(Data for processing)

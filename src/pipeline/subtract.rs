//! Background subtraction
//!
//! `vis_adjusted = vis_observed - background`, chunk by chunk, for every
//! village date directory. A NaN observation stays NaN.

use crate::pipeline::context::{run_bounded, Progress, RunContext, StageLog};
use crate::pipeline::error::PipelineResult;
use crate::storage::{
    discover_date_dirs, read_chunk, write_f64_array, DateDir, EntityKind, Stage, StorageError,
    StorageResult, ValueKind,
};
use std::sync::Arc;

/// Subtract `background` from `observed` in place.
///
/// Slots where the observation is NaN are left NaN.
pub fn subtract_in_place(observed: &mut [f64], background: &[f64]) -> StorageResult<()> {
    if observed.len() != background.len() {
        return Err(StorageError::LengthMismatch {
            expected: observed.len(),
            found: background.len(),
        });
    }
    for (obs, bg) in observed.iter_mut().zip(background) {
        if !obs.is_nan() {
            *obs -= bg;
        }
    }
    Ok(())
}

/// Adjust one (date, chunk) unit
pub fn subtract_chunk(dir: &DateDir, chunk: usize) -> StorageResult<()> {
    let mut values = read_chunk(&dir.path, ValueKind::Observed, chunk)?;
    let background = read_chunk(&dir.path, ValueKind::Background, chunk)?;
    subtract_in_place(&mut values, &background)?;
    write_f64_array(dir.path.join(ValueKind::Adjusted.chunk_file(chunk)), &values)
}

/// Counts reported by a subtract run
#[derive(Debug, Clone, Copy, Default, PartialEq, Eq)]
pub struct SubtractSummary {
    pub units: usize,
    pub written: usize,
    pub skipped: usize,
}

pub async fn run_subtract(ctx: &RunContext) -> PipelineResult<SubtractSummary> {
    let info = ctx.load_info()?;
    let dirs = discover_date_dirs(&ctx.base_dir(EntityKind::Village), None)?;
    let log = ctx.stage_log(Stage::Subtract)?;

    let units: Vec<(Arc<DateDir>, usize)> = dirs
        .into_iter()
        .map(Arc::new)
        .flat_map(|dir| (0..info.n_chunk).map(move |chunk| (Arc::clone(&dir), chunk)))
        .collect();
    tracing::info!("Subtracting backgrounds over {} (date, chunk) units", units.len());

    let progress = Arc::new(Progress::new("subtract", units.len(), 1000));
    let total = units.len();
    let work = units.into_iter().map(|(dir, chunk)| {
        let log: StageLog = log.clone();
        let progress = Arc::clone(&progress);
        move || -> PipelineResult<bool> {
            let written = match subtract_chunk(&dir, chunk) {
                Ok(()) => true,
                Err(e) => {
                    log.record(format!("{} chunk {}: {}", dir.date, chunk, e));
                    false
                }
            };
            progress.tick();
            Ok(written)
        }
    });

    let results = run_bounded(ctx.limits().subtract.clone(), work).await?;
    log.flush()?;

    let written = results.iter().filter(|&&w| w).count();
    let summary = SubtractSummary {
        units: total,
        written,
        skipped: total - written,
    };
    tracing::info!("Subtract: {} chunks written, {} skipped", summary.written, summary.skipped);
    Ok(summary)
}
//! Chunked per-date arrays
//!
//! A dense per-date array of `entity_count` values is stored as
//! `chunk_count` files inside the date directory, one per id range.
//! Concatenating the files in chunk order gives back the dense array.

use crate::storage::codec::{read_f64_array, write_f64_array};
use crate::storage::error::{StorageError, StorageResult};
use crate::storage::types::{ChunkLayout, ValueKind};
use std::path::Path;

/// Write a dense array as chunk files of `kind` into `dir`
pub fn write_chunks(dir: &Path, kind: ValueKind, layout: &ChunkLayout, values: &[f64]) -> StorageResult<()> {
    if values.len() != layout.entity_count() {
        return Err(StorageError::LengthMismatch {
            expected: layout.entity_count(),
            found: values.len(),
        });
    }

    for (chunk, slice) in layout.split(values) {
        write_f64_array(dir.join(kind.chunk_file(chunk)), slice)?;
    }
    Ok(())
}

/// Read one chunk file of `kind` from `dir`
pub fn read_chunk(dir: &Path, kind: ValueKind, chunk: usize) -> StorageResult<Vec<f64>> {
    read_f64_array(dir.join(kind.chunk_file(chunk)))
}

/// Reassemble the dense array of `kind` from all of its chunk files
pub fn read_dense(dir: &Path, kind: ValueKind, layout: &ChunkLayout) -> StorageResult<Vec<f64>> {
    let mut values = Vec::with_capacity(layout.entity_count());
    for chunk in 0..layout.chunk_count() {
        let part = read_chunk(dir, kind, chunk)?;
        if part.len() != layout.chunk_len(chunk) {
            return Err(StorageError::LengthMismatch {
                expected: layout.chunk_len(chunk),
                found: part.len(),
            });
        }
        values.extend(part);
    }
    Ok(values)
}

#[cfg(test)]
mod tests {
    use super::*;
    use tempfile::tempdir;

    #[test]
    fn test_chunks_reassemble_bit_for_bit() {
        let dir = tempdir().unwrap();
        let layout = ChunkLayout::new(4, 10);
        let values: Vec<f64> = (0..10)
            .map(|i| if i % 3 == 0 { f64::NAN } else { i as f64 * 0.5 })
            .collect();

        write_chunks(dir.path(), ValueKind::Observed, &layout, &values).unwrap();
        assert!(dir.path().join("vis_observed_02.gz").is_file());
        assert!(!dir.path().join("vis_observed_03.gz").exists());
        assert_eq!(read_chunk(dir.path(), ValueKind::Observed, 2).unwrap().len(), 2);

        let restored = read_dense(dir.path(), ValueKind::Observed, &layout).unwrap();
        let bits: Vec<u64> = restored.iter().map(|v| v.to_bits()).collect();
        let expected: Vec<u64> = values.iter().map(|v| v.to_bits()).collect();
        assert_eq!(bits, expected);
    }

    #[test]
    fn test_write_rejects_wrong_length() {
        let dir = tempdir().unwrap();
        let layout = ChunkLayout::new(4, 10);
        let err = write_chunks(dir.path(), ValueKind::Background, &layout, &[1.0; 9]).unwrap_err();
        assert!(matches!(err, StorageError::LengthMismatch { expected: 10, found: 9 }));
    }

    #[test]
    fn test_read_dense_detects_short_chunk() {
        let dir = tempdir().unwrap();
        let layout = ChunkLayout::new(4, 8);
        write_f64_array(dir.path().join("bsd_00.gz"), &[1.0; 4]).unwrap();
        write_f64_array(dir.path().join("bsd_01.gz"), &[1.0; 3]).unwrap();

        assert!(read_dense(dir.path(), ValueKind::Bsd, &layout).is_err());
    }
}
//! Dataset summary (`info.json`)

use crate::storage::error::{StorageError, StorageResult};
use crate::storage::types::ChunkLayout;
use serde::{Deserialize, Serialize};
use std::path::Path;

/// Village count and chunk count recorded by the reindex stage
#[derive(Debug, Clone, Copy, Serialize, Deserialize, PartialEq, Eq)]
pub struct DatasetInfo {
    #[serde(rename = "Nvillage")]
    pub n_village: usize,
    #[serde(rename = "Nchunk")]
    pub n_chunk: usize,
}

impl DatasetInfo {
    pub fn new(n_village: usize, chunk_size: usize) -> Self {
        Self {
            n_village,
            n_chunk: ChunkLayout::new(chunk_size, n_village).chunk_count(),
        }
    }

    pub fn load(path: &Path) -> StorageResult<Self> {
        let content = std::fs::read_to_string(path).map_err(|e| StorageError::file(path, e))?;
        Ok(serde_json::from_str(&content)?)
    }

    pub fn save(&self, path: &Path) -> StorageResult<()> {
        if let Some(parent) = path.parent() {
            std::fs::create_dir_all(parent)?;
        }
        let content = serde_json::to_string(self)?;
        std::fs::write(path, content).map_err(|e| StorageError::file(path, e))?;
        Ok(())
    }
}

#[cfg(test)]
mod tests {
    use super::*;
    use tempfile::tempdir;

    #[test]
    fn test_chunk_count() {
        assert_eq!(DatasetInfo::new(594980, 20000).n_chunk, 30);
        assert_eq!(DatasetInfo::new(40000, 20000).n_chunk, 2);
        assert_eq!(DatasetInfo::new(0, 20000).n_chunk, 0);
    }

    #[test]
    fn test_json_field_names() {
        let dir = tempdir().unwrap();
        let path = dir.path().join("info.json");
        DatasetInfo::new(25, 10).save(&path).unwrap();

        let raw = std::fs::read_to_string(&path).unwrap();
        assert_eq!(raw, r#"{"Nvillage":25,"Nchunk":3}"#);
        assert_eq!(DatasetInfo::load(&path).unwrap(), DatasetInfo::new(25, 10));
    }
}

(End Data for processing)

_Work task_
Retype every line of the listing, word for word, from its opening line to the line that holds "read_chunk(&dir.path, ValueKind::Observed, chunk)?;", and include that last line too.

_Result of the task_
filename src/pipeline/subtract.rs
//! Background subtraction
//!
//! `vis_adjusted = vis_observed - background`, chunk by chunk, for every
//! village date directory. A NaN observation stays NaN.

use crate::pipeline::context::{run_bounded, Progress, RunContext, StageLog};
use crate::pipeline::error::PipelineResult;
use crate::storage::{
    discover_date_dirs, read_chunk, write_f64_array, DateDir, EntityKind, Stage, StorageError,
    StorageResult, ValueKind,
};
use std::sync::Arc;

/// Subtract `background` from `observed` in place.
///
/// Slots where the observation is NaN are left NaN.
pub fn subtract_in_place(observed: &mut [f64], background: &[f64]) -> StorageResult<()> {
    if observed.len() != background.len() {
        return Err(StorageError::LengthMismatch {
            expected: observed.len(),
            found: background.len(),
        });
    }
    for (obs, bg) in observed.iter_mut().zip(background) {
        if !obs.is_nan() {
            *obs -= bg;
        }
    }
    Ok(())
}

/// Adjust one (date, chunk) unit
pub fn subtract_chunk(dir: &DateDir, chunk: usize) -> StorageResult<()> {
    let mut values = read_chunk(&dir.path, ValueKind::Observed, chunk)?;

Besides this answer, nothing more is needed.